In practical terms, he project is funded by the Getty Foundation, the philanthropic arm of the Getty Trust. The Getty Provenance Index is a resource developed and managed by the Getty Research Institute (GRI). (Briefly, there are four programs that rest under the umbrella of the Getty Trust: the GRI, the Getty Foundation, the Getty Conservation Institute, and the Getty Museum. Each program works independently and has a particular mandate under the broader mission of the Getty Trust.)
A word should be devoted to the Proof of Concept (PoC). A key strand of the project will be a collaboration with King’s Digital Lab to develop an exemplum of the kind of service or resource that the art history community might find useful. The programme gives us unprecedented space to explore the methodological utility of digital methods to art history, so it is not only logical, but incumbent upon us, to try and operationalize those methods in a practical manner. The PoC will therefore be one of the main outputs of the project. However, it must be stressed that the emphasis of the project, and the bulk of its efforts, will go into defining the question(s) which make it important. What are the most significant challenges which art history (without the “digital” prefix) currently faces and which can be tackled using digital tools and services?
There are many excellent examples of tools, services and infrastructure which already address a variety of scholarly challenges in this space – Pelagios, which enables the semantic annotation of text, aggregates data from different sources, and provides a platform for linking them together is an obvious example. As is the Pleiades gazetteer, which provides stable URIs for individual places in the ancient world, and frames much current thinking about representing the idea of (ancient) place on the WWW. Arachne, an initiative of the DAI, is another one, which links art/archaeological objects and their descriptions using catalogue metadata. These infrastructures, and the communities behind them, actually *do* things with datasets. They combine datasets and put them together; inspiring new questions, and answering old ones. from a technical point of view, our project will not be remotely of the scale or ambition of these. Rather, our motivation is to survey and reflect on key initiatives and technologies in this space, discuss their impact, and explore their relationship – or possible relationships – with methods and theories long practiced by art historians who have little or no connection with such tools.

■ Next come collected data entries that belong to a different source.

#![allow(clippy::float_cmp)]

use super::*;

// =============================================================
// Defaults
// =============================================================

#[test]
fn defaults_match_gesture_contract() {
    let c = SceneConfig::default();
    assert_eq!(c.long_press_ms, 800.0);
    assert_eq!(c.intent_revert_ms, 500.0);
    assert_eq!(c.move_threshold_px, 2.0);
    assert_eq!((c.min_scale, c.max_scale), (0.5, 5.0));
    assert_eq!(c.log_capacity, 3);
    assert_eq!(c.bridge_element_id, "ar_coords_textview");
    assert!(!c.bypass_camera);
}

#[test]
fn defaults_validate() {
    assert!(SceneConfig::default().validate().is_ok());
}

// =============================================================
// from_pairs
// =============================================================

fn from(pairs: &[(&str, &str)]) -> Result<SceneConfig, ConfigError> {
    SceneConfig::from_pairs(pairs.iter().copied())
}

#[test]
fn no_pairs_is_default() {
    assert_eq!(from(&[]).unwrap(), SceneConfig::default());
}

#[test]
fn automation_flag_bypasses_camera() {
    let cases: [&[(&str, &str)]; 4] = [
        &[("automation", "")],
        &[("automation", "1")],
        &[("automation", "TRUE")],
        &[("x", "2"), ("nocamera", "yes")],
    ];
    for pairs in cases {
        assert!(from(pairs).unwrap().bypass_camera, "{pairs:?}");
    }
}

#[test]
fn explicit_false_flag_keeps_camera() {
    assert!(!from(&[("automation", "0")]).unwrap().bypass_camera);
    assert!(!from(&[("automation", "false")]).unwrap().bypass_camera);
}

#[test]
fn numeric_overrides_apply() {
    let c = from(&[("long_press_ms", "600"), ("min_scale", "0.25"), ("max_scale", "4"), ("seed", "42")]).unwrap();
    assert_eq!(c.long_press_ms, 600.0);
    assert_eq!(c.min_scale, 0.25);
    assert_eq!(c.max_scale, 4.0);
    assert_eq!(c.color_seed, 42);
}

#[test]
fn decoded_values_with_padding_apply() {
    // `?seed=+42+&automation=%74rue` as the browser decodes it.
    let c = from(&[("seed", " 42 "), ("automation", "true")]).unwrap();
    assert_eq!(c.color_seed, 42);
    assert!(c.bypass_camera);
}

#[test]
fn owned_pairs_are_accepted() {
    let pairs = vec![("max_scale".to_owned(), "3".to_owned())];
    assert_eq!(SceneConfig::from_pairs(pairs).unwrap().max_scale, 3.0);
}

#[test]
fn unknown_keys_are_ignored() {
    assert_eq!(from(&[("utm_source", "x"), ("debug", "")]).unwrap(), SceneConfig::default());
}

#[test]
fn malformed_number_is_rejected() {
    let err = from(&[("long_press_ms", "soon")]).unwrap_err();
    assert!(matches!(err, ConfigError::InvalidNumber { ref key, .. } if key == "long_press_ms"));
    assert!(from(&[("max_scale", "inf")]).is_err());
    assert!(from(&[("seed", "-1")]).is_err());
    assert!(from(&[("seed", "%34%32")]).is_err());
}

#[test]
fn inverted_scale_range_is_rejected() {
    let err = from(&[("min_scale", "6")]).unwrap_err();
    assert!(matches!(err, ConfigError::InvalidScaleRange { .. }));
    assert!(from(&[("min_scale", "0")]).is_err());
}

#[test]
fn error_messages_name_the_key() {
    let err = from(&[("min_scale", "abc")]).unwrap_err();
    assert!(err.to_string().contains("min_scale"));
}

// =============================================================
// from_json
// =============================================================

#[test]
fn json_missing_fields_take_defaults() {
    let c = SceneConfig::from_json(r##"{ "max_scale": 3.0, "highlight_color": "#00ff00" }"##).unwrap();
    assert_eq!(c.max_scale, 3.0);
    assert_eq!(c.highlight_color, Rgb::new(0, 255, 0));
    assert_eq!(c.long_press_ms, 800.0);
}

#[test]
fn json_malformed_is_rejected() {
    assert!(matches!(SceneConfig::from_json("{"), Err(ConfigError::Json(_))));
    assert!(matches!(SceneConfig::from_json(r#"{ "highlight_color": "blue" }"#), Err(ConfigError::Json(_))));
}

#[test]
fn json_invalid_range_is_rejected() {
    let err = SceneConfig::from_json(r#"{ "min_scale": 2.0, "max_scale": 1.0 }"#).unwrap_err();
    assert!(matches!(err, ConfigError::InvalidScaleRange { .. }));
}

#[test]
fn json_roundtrip_preserves_config() {
    let c = SceneConfig { bypass_camera: true, ..SceneConfig::default() };
    let json = serde_json::to_string(&c).unwrap();
    assert_eq!(SceneConfig::from_json(&json).unwrap(), c);
}
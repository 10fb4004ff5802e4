#![allow(clippy::float_cmp)]

use std::f64::consts::{FRAC_PI_2, PI};

use uuid::Uuid;

use super::*;

const EPSILON: f64 = 1e-9;

fn pt(x: f64, y: f64) -> Point {
    Point::new(x, y)
}

fn pinch_at(a: Point, b: Point) -> PinchGesture {
    PinchGesture::begin(Uuid::new_v4(), (1, a), (2, b), DVec3::new(0.3, 0.2, 0.0), DVec3::ONE)
}

// =============================================================
// GestureIntent
// =============================================================

#[test]
fn intent_default_is_idle() {
    assert_eq!(GestureIntent::default(), GestureIntent::Idle);
}

#[test]
fn intent_names() {
    let cases = [
        (GestureIntent::Idle, "IDLE"),
        (GestureIntent::Drag, "DRAG"),
        (GestureIntent::Pinch, "PINCH"),
        (GestureIntent::Rotate, "ROTATE"),
        (GestureIntent::Tap, "TAP"),
        (GestureIntent::LongPress, "LONG_PRESS"),
        (GestureIntent::Swipe, "SWIPE"),
    ];
    for (intent, name) in cases {
        assert_eq!(intent.to_string(), name);
        assert_eq!(serde_json::to_string(&intent).unwrap(), format!("\"{name}\""));
    }
}

// =============================================================
// Helpers
// =============================================================

#[test]
fn pinch_metrics_distance_and_angle() {
    let (d, a) = pinch_metrics(pt(0.0, 0.0), pt(0.0, 10.0));
    assert_eq!(d, 10.0);
    assert!((a - FRAC_PI_2).abs() < EPSILON);
}

#[test]
fn wrap_angle_stays_in_half_open_range() {
    assert!((wrap_angle(3.0 * PI) - PI).abs() < EPSILON);
    assert!((wrap_angle(-PI) - PI).abs() < EPSILON);
    assert!((wrap_angle(0.5) - 0.5).abs() < EPSILON);
    assert!((wrap_angle(-0.5 - 2.0 * PI) + 0.5).abs() < EPSILON);
}

#[test]
fn clamp_scale_bounds_each_axis() {
    let s = clamp_scale(DVec3::new(0.1, 2.0, 9.0), 0.5, 5.0);
    assert_eq!(s, DVec3::new(0.5, 2.0, 5.0));
}

// =============================================================
// PinchGesture
// =============================================================

#[test]
fn pinch_begins_at_original_values() {
    let p = pinch_at(pt(0.0, 0.0), pt(20.0, 0.0));
    assert_eq!(p.start_distance, 20.0);
    assert_eq!(p.scale, DVec3::ONE);
    assert_eq!(p.rotation, p.orig_rotation);
    assert!(p.involves(1) && p.involves(2) && !p.involves(3));
}

#[test]
fn pinch_out_scales_up() {
    let mut p = pinch_at(pt(0.0, 0.0), pt(20.0, 0.0));
    let intent = p.update(pt(0.0, 0.0), pt(40.0, 0.0), 0.5, 5.0);
    assert_eq!(intent, GestureIntent::Pinch);
    assert!((p.scale.x - 2.0).abs() < EPSILON);
    assert_eq!(p.scale.x, p.scale.z);
}

#[test]
fn pinch_scale_is_clamped_high_and_low() {
    let mut p = pinch_at(pt(0.0, 0.0), pt(20.0, 0.0));
    p.update(pt(0.0, 0.0), pt(2000.0, 0.0), 0.5, 5.0);
    assert_eq!(p.scale, DVec3::splat(5.0));
    p.update(pt(0.0, 0.0), pt(1.0, 0.0), 0.5, 5.0);
    assert_eq!(p.scale, DVec3::splat(0.5));
}

#[test]
fn pinch_with_coincident_start_keeps_scale() {
    let mut p = pinch_at(pt(5.0, 5.0), pt(5.0, 5.0));
    p.update(pt(0.0, 0.0), pt(50.0, 0.0), 0.5, 5.0);
    assert_eq!(p.scale, DVec3::ONE);
}

#[test]
fn twist_changes_only_third_axis() {
    let mut p = pinch_at(pt(0.0, 0.0), pt(20.0, 0.0));
    let intent = p.update(pt(0.0, 0.0), pt(0.0, 20.0), 0.5, 5.0);
    assert_eq!(intent, GestureIntent::Rotate);
    assert_eq!(p.rotation.x, 0.3);
    assert_eq!(p.rotation.y, 0.2);
    // Clockwise on screen is a negative world twist.
    assert!((p.rotation.z + FRAC_PI_2).abs() < EPSILON);
    assert!((p.scale.x - 1.0).abs() < EPSILON);
}

// =============================================================
// InputState
// =============================================================

#[test]
fn input_state_default_is_idle() {
    assert_eq!(InputState::default(), InputState::Idle);
}

#[test]
fn target_id_reports_object_gestures() {
    let id = Uuid::new_v4();
    let pressed = InputState::Pressed { pointer: 1, target: PressTarget::Object(id), start: pt(0.0, 0.0) };
    assert_eq!(pressed.target_id(), Some(id));
    let background = InputState::Pressed { pointer: 1, target: PressTarget::Background, start: pt(0.0, 0.0) };
    assert_eq!(background.target_id(), None);
    assert_eq!(InputState::Swiping { pointer: 1 }.target_id(), None);
    assert_eq!(InputState::LongPressed { pointer: 1, id }.target_id(), Some(id));
}

#[test]
fn is_driven_by_matches_pointer() {
    let id = Uuid::new_v4();
    let state = InputState::Selecting { pointer: 7, id };
    assert!(state.is_driven_by(7));
    assert!(!state.is_driven_by(8));
    assert!(!InputState::Idle.is_driven_by(7));
    assert!(!InputState::Suppressed.is_driven_by(7));
}
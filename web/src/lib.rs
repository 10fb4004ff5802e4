//! # web
//!
//! Browser host for the `scene` engine. Wires DOM pointer events, the
//! animation-frame clock, and the rear camera stream to
//! [`scene::engine::EngineCore`], and exposes the coordinate bridge as a DOM
//! text node that an automation harness can poll.
//!
//! JavaScript constructs a [`scene_host::WebScene`] on the interaction
//! surface and calls `start` / `stop` around its lifetime.

pub mod bridge_dom;
pub mod error;
pub mod media;
pub mod scene_host;

use wasm_bindgen::prelude::*;

/// Module entry point: panic reporting and console logging.
#[wasm_bindgen(start)]
pub fn init() {
    console_error_panic_hook::set_once();
    if let Err(err) = console_log::init_with_level(log::Level::Info) {
        web_sys::console::warn_1(&JsValue::from_str(&format!("logger already initialized: {err}")));
    }
}
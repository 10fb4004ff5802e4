//! DOM text node backing the coordinate bridge.

use scene::bridge::CoordinateSink;
use web_sys::{Document, Element};

use crate::error::HostError;

/// Writes bridge text into one element, found or created by id.
///
/// The element is never replaced, so a reader holding a reference to it
/// keeps seeing updates.
pub struct DomTextSink {
    element: Element,
}

impl DomTextSink {
    /// Use the element with `id`, creating it under `<body>` if missing.
    ///
    /// # Errors
    ///
    /// Returns `HostError::Dom` if the element cannot be created or attached.
    pub fn attach(document: &Document, id: &str) -> Result<Self, HostError> {
        if let Some(element) = document.get_element_by_id(id) {
            return Ok(Self { element });
        }
        let element = document.create_element("span").map_err(|e| HostError::dom(&e))?;
        element.set_id(id);
        element.set_attribute("aria-live", "off").map_err(|e| HostError::dom(&e))?;
        let body = document.body().ok_or(HostError::NoDocument)?;
        body.append_child(&element).map_err(|e| HostError::dom(&e))?;
        log::info!("created bridge element #{id}");
        Ok(Self { element })
    }
}

impl CoordinateSink for DomTextSink {
    fn write(&mut self, text: &str) {
        self.element.set_text_content(Some(text));
    }
}
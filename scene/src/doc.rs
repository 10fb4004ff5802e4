//! Document model: placed objects, their colors, and the committed transform store.
//!
//! `DocStore` holds the authoritative (non-animated) transform of every placed
//! object. It is only mutated on placement, gesture commit, and deletion; the
//! animated view in [`crate::motion`] reads it as its target. Objects keep
//! their placement order, which is also the draw and hit-test order.

#[cfg(test)]
#[path = "doc_test.rs"]
mod doc_test;

use std::fmt;

use glam::DVec3;
use serde::{Deserialize, Serialize};
use uuid::Uuid;

/// Unique identifier for a placed object.
pub type ObjectId = Uuid;

/// A color string that is not `#RGB` or `#RRGGBB`.
#[derive(Debug, Clone, PartialEq, Eq, thiserror::Error)]
#[error("invalid hex color: {0:?}")]
pub struct ColorParseError(pub String);

/// An sRGB display color. Serialized as lowercase `#rrggbb`.
#[derive(Debug, Clone, Copy, PartialEq, Eq, Hash, Serialize, Deserialize)]
#[serde(try_from = "String", into = "String")]
pub struct Rgb {
    pub r: u8,
    pub g: u8,
    pub b: u8,
}

impl Rgb {
    pub const WHITE: Self = Self { r: 255, g: 255, b: 255 };

    #[must_use]
    pub fn new(r: u8, g: u8, b: u8) -> Self {
        Self { r, g, b }
    }

    /// Build a color from hue (degrees), saturation and lightness (0..=1).
    #[must_use]
    #[allow(clippy::cast_possible_truncation, clippy::cast_sign_loss)]
    pub fn from_hsl(hue_deg: f64, saturation: f64, lightness: f64) -> Self {
        let h = hue_deg.rem_euclid(360.0) / 60.0;
        let s = saturation.clamp(0.0, 1.0);
        let l = lightness.clamp(0.0, 1.0);
        let chroma = (1.0 - (2.0 * l - 1.0).abs()) * s;
        let x = chroma * (1.0 - (h % 2.0 - 1.0).abs());
        let (r, g, b) = match h {
            h if h < 1.0 => (chroma, x, 0.0),
            h if h < 2.0 => (x, chroma, 0.0),
            h if h < 3.0 => (0.0, chroma, x),
            h if h < 4.0 => (0.0, x, chroma),
            h if h < 5.0 => (x, 0.0, chroma),
            _ => (chroma, 0.0, x),
        };
        let m = l - chroma * 0.5;
        let channel = |v: f64| ((v + m) * 255.0).round().clamp(0.0, 255.0) as u8;
        Self::new(channel(r), channel(g), channel(b))
    }

    /// Parse `#RGB` or `#RRGGBB`.
    ///
    /// # Errors
    ///
    /// Returns `ColorParseError` for anything else.
    pub fn parse_hex(raw: &str) -> Result<Self, ColorParseError> {
        let invalid = || ColorParseError(raw.to_owned());
        let hex = raw.trim().strip_prefix('#').ok_or_else(invalid)?;
        if !hex.is_ascii() {
            return Err(invalid());
        }
        let channel = |s: &str| u8::from_str_radix(s, 16).map_err(|_| invalid());
        match hex.len() {
            3 => Ok(Self::new(
                channel(&hex[0..1].repeat(2))?,
                channel(&hex[1..2].repeat(2))?,
                channel(&hex[2..3].repeat(2))?,
            )),
            6 => Ok(Self::new(channel(&hex[0..2])?, channel(&hex[2..4])?, channel(&hex[4..6])?)),
            _ => Err(invalid()),
        }
    }

    /// Channels as floats in `0.0..=255.0`, for interpolation.
    #[must_use]
    pub fn to_vec3(self) -> DVec3 {
        DVec3::new(f64::from(self.r), f64::from(self.g), f64::from(self.b))
    }

    /// Inverse of [`Rgb::to_vec3`], rounding and clamping each channel.
    #[must_use]
    #[allow(clippy::cast_possible_truncation, clippy::cast_sign_loss)]
    pub fn from_vec3(v: DVec3) -> Self {
        let channel = |c: f64| c.round().clamp(0.0, 255.0) as u8;
        Self::new(channel(v.x), channel(v.y), channel(v.z))
    }
}

impl fmt::Display for Rgb {
    fn fmt(&self, f: &mut fmt::Formatter<'_>) -> fmt::Result {
        write!(f, "#{:02x}{:02x}{:02x}", self.r, self.g, self.b)
    }
}

impl From<Rgb> for String {
    fn from(color: Rgb) -> Self {
        color.to_string()
    }
}

impl TryFrom<String> for Rgb {
    type Error = ColorParseError;

    fn try_from(value: String) -> Result<Self, Self::Error> {
        Self::parse_hex(&value)
    }
}

/// A placed object as committed in the store.
#[derive(Debug, Clone, PartialEq, Serialize, Deserialize)]
pub struct SceneObject {
    pub id: ObjectId,
    /// World-space center.
    pub position: DVec3,
    /// Euler angles in radians. Only `z` (the twist axis) is driven by gestures.
    pub rotation: DVec3,
    /// Per-axis scale, uniform in practice.
    pub scale: DVec3,
    pub color: Rgb,
}

impl SceneObject {
    /// A freshly placed object: unit scale, no rotation.
    #[must_use]
    pub fn new(id: ObjectId, position: DVec3, color: Rgb) -> Self {
        Self { id, position, rotation: DVec3::ZERO, scale: DVec3::ONE, color }
    }

    /// Rotation about the twist (third) axis.
    #[must_use]
    pub fn twist(&self) -> f64 {
        self.rotation.z
    }
}

/// Sparse update for a scene object. Only present fields are applied.
#[derive(Debug, Clone, Default, PartialEq, Serialize, Deserialize)]
pub struct PartialObject {
    #[serde(skip_serializing_if = "Option::is_none")]
    pub position: Option<DVec3>,
    #[serde(skip_serializing_if = "Option::is_none")]
    pub rotation: Option<DVec3>,
    #[serde(skip_serializing_if = "Option::is_none")]
    pub scale: Option<DVec3>,
    #[serde(skip_serializing_if = "Option::is_none")]
    pub color: Option<Rgb>,
}

impl PartialObject {
    #[must_use]
    pub fn is_empty(&self) -> bool {
        self.position.is_none() && self.rotation.is_none() && self.scale.is_none() && self.color.is_none()
    }
}

/// Committed transform store, in placement order.
#[derive(Debug, Default)]
pub struct DocStore {
    objects: Vec<SceneObject>,
}

impl DocStore {
    /// Create an empty store.
    #[must_use]
    pub fn new() -> Self {
        Self { objects: Vec::new() }
    }

    /// Append an object, or replace the existing object with the same `id` in place.
    pub fn insert(&mut self, obj: SceneObject) {
        match self.objects.iter_mut().find(|o| o.id == obj.id) {
            Some(existing) => *existing = obj,
            None => self.objects.push(obj),
        }
    }

    /// Remove an object by id, returning it if it was present.
    pub fn remove(&mut self, id: &ObjectId) -> Option<SceneObject> {
        let index = self.objects.iter().position(|o| o.id == *id)?;
        Some(self.objects.remove(index))
    }

    #[must_use]
    pub fn get(&self, id: &ObjectId) -> Option<&SceneObject> {
        self.objects.iter().find(|o| o.id == *id)
    }

    #[must_use]
    pub fn contains(&self, id: &ObjectId) -> bool {
        self.get(id).is_some()
    }

    /// Merge the present fields of `partial` into the object. Returns false if the object doesn't exist.
    pub fn apply_partial(&mut self, id: &ObjectId, partial: &PartialObject) -> bool {
        let Some(obj) = self.objects.iter_mut().find(|o| o.id == *id) else {
            return false;
        };
        if let Some(position) = partial.position {
            obj.position = position;
        }
        if let Some(rotation) = partial.rotation {
            obj.rotation = rotation;
        }
        if let Some(scale) = partial.scale {
            obj.scale = scale;
        }
        if let Some(color) = partial.color {
            obj.color = color;
        }
        true
    }

    /// All objects in placement order.
    #[must_use]
    pub fn objects(&self) -> &[SceneObject] {
        &self.objects
    }

    /// Number of objects currently in the store.
    #[must_use]
    pub fn len(&self) -> usize {
        self.objects.len()
    }

    /// Returns `true` if the store contains no objects.
    #[must_use]
    pub fn is_empty(&self) -> bool {
        self.objects.is_empty()
    }
}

What of the chronological scope? As we intimate in the call, digital gazetteers, visualization, the use of Semantic Web technologies to link datasets such as catalogue records, have a long pedigree of being applied within the sphere of the Classical world, very broadly conceived as the orbit of Greece and Rome between the fifth century BCE and the fourth century CE. At least in part, this can be traced back to the deep impact of Greco-Roman traditions on Western culture and society, and its manifestation in the present day – a topic explored by the current exhibition at KCL, “Modern Classicisms and The Classical Now”. Because of this, those traditions came in to early contact with scientific cartography (Ortelius first mapped the Roman empire in the 1580s) and the formal information structures of (Western) museum catalogues. The great interest in the art and culture of this period continues to the present day, and helps explain its intensive intellectual interest to scholars of the digital humanities – resulting in a rich seam of projects and infrastructures fleetingly outlined above.
Our motivation in Ancient Itineraries is to ask what the wider field of art history can learn from this, and vice versa. Many of the questions of space, trajectory and reception that we might apply to the work of Phidias, for example, might apply to the work of other sculptors, and later traditions. Ancient Itineraries will seek to take to the myriad digital tools that we have for exploring Phidias’s world and work, and take them into theirs. The programme will give us space to review what the art-historical strands of digital classics are, and what they have already contributed to the wider area. However we will also ask what technology can and cannot achieve, and explore its wider application. Therefore, while art-historical Classicists are certainly welcome and may stand to gain most; those with interests in the art of other periods can certainly contribute – so long as they are sure they could benefit from deepening their historical and/or critical understanding of that tradition using digital praxes.